Sociology and the classroom

The theoretical perspective in this study has developed against a background of what some might define as a paradigmatic crisis in the sociology of education. Kuhn (1962) defines a paradigmatic crisis within science as a situation when the prevailing consensus within the community of scientists begins to break down, when normal science is no longer capable of solving the sorts of problems which scientists consider important, when established conceptual frameworks and methodological procedures become the subject of critical scrutiny. Whilst Kuhn fails to provide an adequate account of the genesis of such a paradigmatic crisis, nevertheless his description of the phenomenon seems highly applicable to the present situation in the sociology of education.
The sociology of education has emerged as a sub-area of specialization in sociology, relatively unaffected by major controversies within its parent discipline. To some extent this is explicable in terms of the institutional framework within which the study of education proceeded. Developing in specialized university institutes and schools of education relatively isolated from established academic departments of history, philosophy and psychology and more recently sociology and economics, the study of education has tended to be preoccupied with the policy concerns of the practising educator and sometimes insulated from the wider theoretical controversies which go on within its contributory disciplines.
This trend has been reflected in the development of the sociology of education as an academic discipline, the problems of the specialization reflecting more the current preoccupations of the policy maker than the generic problems within mainstream sociology. To some extent this has been facilitated by the failure of mainstream sociologists to consider the study of education as of major sociological importance.
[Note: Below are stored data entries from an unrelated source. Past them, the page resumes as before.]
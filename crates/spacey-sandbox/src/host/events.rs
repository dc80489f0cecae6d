// This Source Code Form is subject to the terms of the Mozilla Public
// License, v. 2.0. If a copy of the MPL was not distributed with this
// file, You can obtain one at https://mozilla.org/MPL/2.0/.
//
// Copyright (c) 2025 Pegasus Heavy Industries, LLC

//! `events` module
//!
//! The module value is the `EventEmitter` constructor itself, with
//! `EventEmitter`, `once` and `defaultMaxListeners` hung off it.

use boa_engine::{Context, JsResult, JsValue};

use super::js_module;

const EVENTS: &str = r#"(function () {
  function EventEmitter() {
    EventEmitter.init.call(this);
  }

  EventEmitter.init = function () {
    if (!this._events || this._events === Object.getPrototypeOf(this)._events) {
      this._events = Object.create(null);
    }
    this._maxListeners = this._maxListeners || undefined;
  };

  EventEmitter.defaultMaxListeners = 10;

  function listenersOf(emitter, name) {
    if (!emitter._events) emitter._events = Object.create(null);
    return emitter._events[name] || (emitter._events[name] = []);
  }

  function add(emitter, name, listener, once, prepend) {
    if (typeof listener !== 'function') {
      throw new TypeError('The "listener" argument must be of type function');
    }
    if (emitter._events && emitter._events.newListener) {
      emitter.emit('newListener', name, listener);
    }
    var entry = { listener: listener, once: once };
    var list = listenersOf(emitter, name);
    if (prepend) list.unshift(entry); else list.push(entry);
    return emitter;
  }

  var proto = EventEmitter.prototype;

  proto.on = proto.addListener = function (name, listener) {
    return add(this, name, listener, false, false);
  };
  proto.prependListener = function (name, listener) {
    return add(this, name, listener, false, true);
  };
  proto.once = function (name, listener) {
    return add(this, name, listener, true, false);
  };
  proto.prependOnceListener = function (name, listener) {
    return add(this, name, listener, true, true);
  };

  proto.off = proto.removeListener = function (name, listener) {
    var list = this._events && this._events[name];
    if (!list) return this;
    for (var i = list.length - 1; i >= 0; i--) {
      if (list[i].listener === listener) {
        list.splice(i, 1);
        if (this._events.removeListener) this.emit('removeListener', name, listener);
        break;
      }
    }
    if (list.length === 0) delete this._events[name];
    return this;
  };

  proto.removeAllListeners = function (name) {
    if (!this._events) return this;
    if (arguments.length === 0) this._events = Object.create(null);
    else delete this._events[name];
    return this;
  };

  proto.emit = function (name) {
    var list = this._events && this._events[name];
    var args = Array.prototype.slice.call(arguments, 1);
    if (!list || list.length === 0) {
      if (name === 'error') {
        var err = args[0];
        throw err instanceof Error ? err : new Error('Unhandled error. (' + err + ')');
      }
      return false;
    }
    var snapshot = list.slice();
    for (var i = 0; i < snapshot.length; i++) {
      var entry = snapshot[i];
      if (entry.once) this.removeListener(name, entry.listener);
      entry.listener.apply(this, args);
    }
    return true;
  };

  proto.listenerCount = function (name) {
    var list = this._events && this._events[name];
    return list ? list.length : 0;
  };
  proto.listeners = proto.rawListeners = function (name) {
    var list = (this._events && this._events[name]) || [];
    return list.map(function (entry) { return entry.listener; });
  };
  proto.eventNames = function () {
    return this._events ? Object.keys(this._events) : [];
  };
  proto.setMaxListeners = function (n) {
    this._maxListeners = n;
    return this;
  };
  proto.getMaxListeners = function () {
    return this._maxListeners === undefined ? EventEmitter.defaultMaxListeners : this._maxListeners;
  };

  EventEmitter.once = function (emitter, name) {
    return new Promise(function (resolve, reject) {
      function onError(err) {
        emitter.removeListener(name, onEvent);
        reject(err);
      }
      function onEvent() {
        if (name !== 'error') emitter.removeListener('error', onError);
        resolve(Array.prototype.slice.call(arguments));
      }
      emitter.once(name, onEvent);
      if (name !== 'error') emitter.once('error', onError);
    });
  };

  EventEmitter.EventEmitter = EventEmitter;
  return EventEmitter;
})"#;

/// `events`, exporting the `EventEmitter` constructor
pub fn events_module(context: &mut Context) -> JsResult<JsValue> {
    js_module(EVENTS, &[], context)
}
Unlike their intellectual founding fathers, particularly Durkheim, modern sociologists have often relegated the study of education to a lower status area, not worthy of systematic study. As a result, the prevailing traditions in the sociology of education, structural functionalism on the one hand, and positivistic empiricism on the other, have not received the same sort of critical scrutiny that such perspectives have been exposed to within mainstream sociology.
The structural functionalist approach, using a holistic model of the social system, has tended to analyse educational structures and processes in terms of their contribution to basic system requirements. Major preoccupations have been the analysis of the role of education in socialization, social selection, role allocation, and social control seen from the systems perspective, and predicated on the maintenance of ongoing social equilibrium. As many critics have pointed out, such an approach frequently operates with an over-integrated view of society unduly emphasizing those aspects which are deemed to be the functional requirements of the social system. These accord with established interests in the social structure which may be in direct opposition to the interests of other groups in the system (Lockwood, 1964; Gouldner, 1959; Gouldner, 1971). Moreover a tendency to use an over-integrated view of structure may go hand in hand with an over-socialized concept of man. In this view man is conceived as an atomistic unit responding to reified system requirements. This dehumanizes and fails to give credence to the role of man as an active subject in the historical process (Wrong, 1961; Turner, 1962).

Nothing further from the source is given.